**YOUR ASSIGNMENT**. Each entry has to be printed again exactly.

**EXERCISE MATERIAL**.
+++
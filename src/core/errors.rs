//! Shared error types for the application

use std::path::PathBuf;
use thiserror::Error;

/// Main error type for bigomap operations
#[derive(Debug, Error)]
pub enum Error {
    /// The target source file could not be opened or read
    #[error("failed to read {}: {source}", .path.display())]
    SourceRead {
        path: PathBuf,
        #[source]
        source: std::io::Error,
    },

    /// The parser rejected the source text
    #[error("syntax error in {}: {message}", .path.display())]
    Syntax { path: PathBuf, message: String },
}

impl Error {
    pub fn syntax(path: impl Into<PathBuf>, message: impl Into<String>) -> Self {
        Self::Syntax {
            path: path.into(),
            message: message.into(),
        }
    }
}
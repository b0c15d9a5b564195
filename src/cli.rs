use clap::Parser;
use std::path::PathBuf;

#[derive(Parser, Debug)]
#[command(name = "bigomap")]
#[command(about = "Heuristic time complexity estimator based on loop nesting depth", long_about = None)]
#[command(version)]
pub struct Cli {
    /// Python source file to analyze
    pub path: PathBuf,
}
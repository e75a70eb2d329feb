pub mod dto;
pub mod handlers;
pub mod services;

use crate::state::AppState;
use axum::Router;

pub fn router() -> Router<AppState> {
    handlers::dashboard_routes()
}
+++
**OUTPUT BELOW**.
filename src/core/errors.rs
//! Shared error types for the application

use std::path::PathBuf;
use thiserror::Error;

/// Main error type for bigomap operations
#[derive(Debug, Error)]
pub enum Error {
    /// The target source file could not be opened or read
    #[error("failed to read {}: {source}", .path.display())]
    SourceRead {
        path: PathBuf,
        #[source]
        source: std::io::Error,
    },

    /// The parser rejected the source text
    #[error("syntax error in {}: {message}", .path.display())]
    Syntax { path: PathBuf, message: String },
}

impl Error {
    pub fn syntax(path: impl Into<PathBuf>, message: impl Into<String>) -> Self {
        Self::Syntax {
            path: path.into(),
            message: message.into(),
        }
    }
}
repository b0c15d9a5b564195
filename src/cli.rs
use clap::Parser;
use std::path::PathBuf;

#[derive(Parser, Debug)]
#[command(name = "bigomap")]
#[command(about = "Heuristic time complexity estimator based on loop nesting depth", long_about = None)]
#[command(version)]
pub struct Cli {
    /// Python source file to analyze
    pub path: PathBuf,
}
repository e75a70eb2d329feb
pub mod dto;
pub mod handlers;
pub mod services;

use crate::state::AppState;
use axum::Router;

pub fn router() -> Router<AppState> {
    handlers::dashboard_routes()
}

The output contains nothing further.